# 35 hp Force Outboard



## smokestack (Nov 30, 2006)

Just bought a 1988, 35hp Force ouboard engine, never heard of it. Is it a Mercury or a Chrysler. I have been out of the loop a few years, has Mercury bought Chrysler, they also mentioned that Mariner was the same thing, is that true? Any insite would be appreciated, does anyone know where I could get ahold of a owners manual? How about fuel mixtures?
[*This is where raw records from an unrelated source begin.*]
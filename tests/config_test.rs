//! Configuration loading and command-line overrides.

use std::io::Write;
use std::time::Duration;

use strictly_chessboard::{AppConfig, PlayerKind};
use tempfile::NamedTempFile;

fn write_config(content: &str) -> NamedTempFile {
    let mut file = NamedTempFile::new().unwrap();
    file.write_all(content.as_bytes()).unwrap();
    file.flush().unwrap();
    file
}

#[test]
fn test_load_full_config() {
    let file = write_config(
        r#"
start_fen = "8/8/8/4k3/8/8/R7/4K3 w - - 0 1"
white_name = "Alice"
black_name = "Bob"
termination_delay_ms = 10
engine_delay_ms = 0
log_file = "board.log"

[board]
reversed = true
black_player_human = false
coordinates_visible = false
"#,
    );

    let config = AppConfig::from_file(file.path()).unwrap();
    assert_eq!(config.start_fen(), "8/8/8/4k3/8/8/R7/4K3 w - - 0 1");
    assert_eq!(config.white_name(), "Alice");
    assert_eq!(config.black_name(), "Bob");
    assert_eq!(config.termination_delay(), Duration::from_millis(10));
    assert_eq!(config.engine_delay(), Duration::ZERO);
    assert_eq!(config.log_file().to_str(), Some("board.log"));

    let board = config.board();
    assert!(board.reversed);
    assert!(board.white_player_human);
    assert!(!board.black_player_human);
    assert!(board.last_move_visible);
    assert!(!board.coordinates_visible);
}

#[test]
fn test_partial_config_uses_defaults() {
    let file = write_config("white_name = \"Carol\"\n");
    let config = AppConfig::from_file(file.path()).unwrap();
    assert_eq!(config.white_name(), "Carol");
    assert_eq!(config.black_name(), "Black");
    assert_eq!(config.termination_delay(), Duration::from_millis(50));
    assert_eq!(config.board(), AppConfig::default().board());
}

#[test]
fn test_missing_file_gives_defaults() {
    let dir = tempfile::tempdir().unwrap();
    let config = AppConfig::load_or_default(dir.path().join("absent.toml")).unwrap();
    assert_eq!(config, AppConfig::default());
}

#[test]
fn test_malformed_file_is_an_error() {
    let file = write_config("white_name = [1, 2\n");
    let err = AppConfig::load_or_default(file.path()).unwrap_err();
    assert!(err.message.contains("Failed to parse config"));
}

#[test]
fn test_overrides() {
    let config = AppConfig::default().with_overrides(
        Some("k7/8/8/1Q6/8/8/8/7K w - - 0 1".to_string()),
        true,
        Some(PlayerKind::Engine),
        None,
    );
    assert_eq!(config.start_fen(), "k7/8/8/1Q6/8/8/8/7K w - - 0 1");
    assert!(config.board().reversed);
    assert!(!config.board().white_player_human);
    assert!(config.board().black_player_human);

    // Absent overrides leave the file's choices alone.
    let unchanged = config.clone().with_overrides(None, false, None, None);
    assert_eq!(unchanged, config);
}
Thanks Mike


----------



## tommyj3 (Sep 16, 2006)

The only thing I can help you with is, Force, Mariner, and Mercury are all made by:

Brunswick Marine Power
1939 Pioneer Road
Fond du Lac, Wisconson 54935

I would give you specs but my service manual only goes up to 15hp on the Force, 25hp on Mariner, and 25hp on Mercury

Sorry Tom


----------



## hankster (Jan 1, 1998)

They started out as Chrysler Marine.
They became a part of US Marine (Bayliner)
They were bought by Brunswick-makers of Mercury.
They are no longer made.

In 1988 they were made by US Marine.


----------



## geogrubb (Jul 28, 2006)

There is a manual listed on ebay. Have a nice day. Geo


----------



## tommyj3 (Sep 16, 2006)

Fuel/Oil Ratio is 50:1. Looks like there's still parts available for the Force outboards.

Good luck


----------